Helping People Grow

“Now I see the secret of the making of the best persons. It is to grow in the open air and to eat and sleep with the earth.” – Walt Whitman, Song of the Open Road

There are many analogies between the way in which plants and people grow come. We say that someone is ‘blossoming.’ A child may be described as ‘growing like a weed.’ Perhaps the analogies are more than just metaphoric. The skills and qualities needed for growing plants seem to transfer to growing people. Most central of all is the need for patience.

Plants need the sun the way people need love. Some can live with less, some need more, but that’s their nature. There is no point in telling them to ‘toughen up.’ If they need it to thrive, then they need it. Plants thrive in the light; people thrive in the knowledge that they matter.

To know that their actions have some effect, that they have some significance to someone, somewhere is food that everyone needs. Both need to be able to grow and expand. One constituent of fertilizer is nitrogen, essential for growth. This is similar to the knowledge and skills with which people’s minds and abilities need to be nourished.

Both need to establish themselves and know where they are. Another part of fertilizer is phosphorus, which helps the plants to develop roots, flowers, and seeds. Just as nitrogen is useless to plants unless they have the roots that enable them to remain grounded and stable, so knowledge and ability are of little use to people unless they can develop the self-confidence needed to use them.

Plants need moisture if they are to stand upright. People need encouragement. Without moisture, plants cannot lift the nutrients into their cells. They become weak and cannot even stand upright, or they become brittle and break easily. Similarly, people need encouragement, affirmation. Even the most self-confident people eventually lose heart if there is nobody who believes in them. Without that they weaken and cannot hold up their heads in the world, or else they become bitter, cynical, and brittle.

Both need room to grow. Plants can be smothered by weeds and other growth that crowds in on them. People can be smothered by negativity, pressures, and boundary invaders. The early days are the most fragile. When plants are new, having not yet established roots and strength, they need a great deal of tending and protection. People, particularly children, who have not yet learned to set boundaries and to deal with pressure and negativity for themselves also need to be tended to and protected by those around them.

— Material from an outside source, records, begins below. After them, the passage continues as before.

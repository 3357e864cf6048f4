//! Service layer for scorm-sync
//!
//! The tracking pipeline between the HTTP handlers and storage: session
//! guard, node synchronizer, global objective merge and status sync.

#![allow(missing_docs, reason = "Internal crate with self-explanatory API")]
#![allow(clippy::missing_errors_doc, reason = "Errors are self-explanatory from Result types")]
#![allow(missing_debug_implementations, reason = "Internal types")]
#![allow(clippy::missing_docs_in_private_items, reason = "Internal crate")]
#![allow(clippy::implicit_return, reason = "Implicit return is idiomatic Rust")]
#![allow(clippy::question_mark_used, reason = "? operator is idiomatic Rust")]
#![allow(clippy::cognitive_complexity, reason = "Complex async flows are inherent")]
#![allow(clippy::min_ident_chars, reason = "Short error vars are idiomatic")]

mod collaborators;
mod error;
mod node_sync;
mod objective_merge;
mod session_guard;
mod status_sync;
mod tracking_service;
mod unload_handler;

#[cfg(test)]
mod tests;

pub use collaborators::Collaborators;
pub use error::ServiceError;
pub use node_sync::{NodeIdMap, NodeSynchronizer};
pub use objective_merge::ObjectiveMerger;
pub use session_guard::{SessionGuard, SessionToken};
pub use status_sync::StatusSynchronizer;
pub use tracking_service::{CmiSyncResult, TrackingService};
pub use unload_handler::UnloadHandler;
//! Global objectives and planning of the local → global merge.
//!
//! The player sends its local objective rollups as nested maps:
//! `kind → objective id → user id → scope key → value`. The `status` kind
//! is special and carries the overall course status triple directly under
//! the user key.

use std::collections::BTreeMap;

use serde::{Deserialize, Serialize};
use serde_json::{Map, Value};

use crate::constants::{OVERALL_STATUS_OBJECTIVE_ID, STATUS_OBJECTIVE_KIND};

/// Objective state aggregated across attempts.
#[derive(Debug, Clone, PartialEq, Eq, Serialize, Deserialize)]
pub struct GlobalObjective {
    pub objective_id: String,
    pub user_id: i64,
    pub scope_id: i64,
    /// Only set on the overall status row.
    pub status: Option<String>,
    #[serde(flatten)]
    pub values: GlobalObjectiveValues,
}

/// Per-objective fields written by the merge. Every field is written on each
/// merge, absent ones as NULL.
#[derive(Debug, Clone, Default, PartialEq, Eq, Serialize, Deserialize)]
pub struct GlobalObjectiveValues {
    pub satisfied: Option<String>,
    pub measure: Option<String>,
    pub score_raw: Option<String>,
    pub score_min: Option<String>,
    pub score_max: Option<String>,
    pub completion_status: Option<String>,
    pub progress_measure: Option<String>,
}

impl GlobalObjectiveValues {
    /// Store `value` under `kind`. Returns `false` for unknown kinds.
    pub fn set(&mut self, kind: &str, value: Option<String>) -> bool {
        let slot = match kind {
            "satisfied" => &mut self.satisfied,
            "measure" => &mut self.measure,
            "score_raw" => &mut self.score_raw,
            "score_min" => &mut self.score_min,
            "score_max" => &mut self.score_max,
            "completion_status" => &mut self.completion_status,
            "progress_measure" => &mut self.progress_measure,
            _ => return false,
        };
        *slot = value;
        true
    }
}

/// The synthetic overall course status.
#[derive(Debug, Clone, Default, PartialEq, Eq, Serialize, Deserialize)]
pub struct OverallStatus {
    pub completed: Option<String>,
    pub satisfied: Option<String>,
    pub measure: Option<String>,
}

/// Rows to write for one merge.
#[derive(Debug, Clone, Default, PartialEq, Eq)]
pub struct MergePlan {
    /// Upserted as [`OVERALL_STATUS_OBJECTIVE_ID`] when present.
    pub status: Option<OverallStatus>,
    /// One pending row per objective id.
    pub objectives: BTreeMap<String, GlobalObjectiveValues>,
}

impl MergePlan {
    /// Fold the player's rollups for `user_id` in `package_id` into pending
    /// rows.
    ///
    /// Values are read under `[user_id][package_id]`; a missing value is
    /// planned as NULL, never skipped.
    #[must_use]
    pub fn from_seq_utilities(data: &Value, user_id: i64, package_id: i64) -> Self {
        let mut plan = Self::default();
        let Some(kinds) = data.as_object() else {
            return plan;
        };
        let user_key = user_id.to_string();
        let package_key = package_id.to_string();

        for (kind, objectives) in kinds {
            let Some(objectives) = objectives.as_object() else {
                continue;
            };
            for (objective_id, per_user) in objectives {
                let for_user = per_user.get(&user_key);
                if kind == STATUS_OBJECTIVE_KIND {
                    plan.status = Some(OverallStatus {
                        completed: member_text(for_user, "completed"),
                        satisfied: member_text(for_user, "satisfied"),
                        measure: member_text(for_user, "measure"),
                    });
                    continue;
                }
                if is_overall_status(objective_id) {
                    tracing::debug!(kind = %kind, "ignoring local value for the overall status id");
                    continue;
                }
                let value = member_text(for_user, &package_key);
                let row = plan.objectives.entry(objective_id.clone()).or_default();
                if !row.set(kind, value) {
                    tracing::debug!(kind = %kind, objective_id = %objective_id, "ignoring unknown objective kind");
                }
            }
        }
        plan
    }

    #[must_use]
    pub fn objective_ids(&self) -> Vec<String> {
        self.objectives.keys().cloned().collect()
    }

    #[must_use]
    pub fn is_empty(&self) -> bool {
        self.status.is_none() && self.objectives.is_empty()
    }

    /// The `(completed, satisfied, measure)` triple of the status row.
    #[must_use]
    pub fn overall(&self) -> OverallStatus {
        self.status.clone().unwrap_or_default()
    }
}

/// `true` for the reserved overall status objective id.
#[must_use]
pub fn is_overall_status(objective_id: &str) -> bool {
    objective_id == OVERALL_STATUS_OBJECTIVE_ID
}

fn member_text(container: Option<&Value>, key: &str) -> Option<String> {
    container.and_then(Value::as_object).and_then(|m: &Map<String, Value>| m.get(key)).and_then(scalar_text)
}

fn scalar_text(value: &Value) -> Option<String> {
    match value {
        Value::Null => None,
        Value::String(s) => Some(s.clone()),
        other => Some(other.to_string()),
    }
}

Less tending is needed as time goes by. Stronger, tougher plants, well established, can withstand more so that the gardener can safely give them less time and protection. The same goes for people. Self-sufficiency comes with time. These better-established plants can even find their own nutrients and moisture, for they have learned to put their roots down deep into their environment, and their branches high to the sun, to seek them. People can also learn to find their own nutriments, to take responsibility for getting their own needs satisfied, create their own affirmations of worth.

It takes time for both plants and people to reach their potential. Plants take time to grow in beauty, to fulfill the potential given them by their genetic heritage and enabled by their environment. Given the right care and environment, and time, a stringy little sliver of a plant can become a strong, healthy, and even useful contributor, a joy to behold. It’s the same way with caring for people!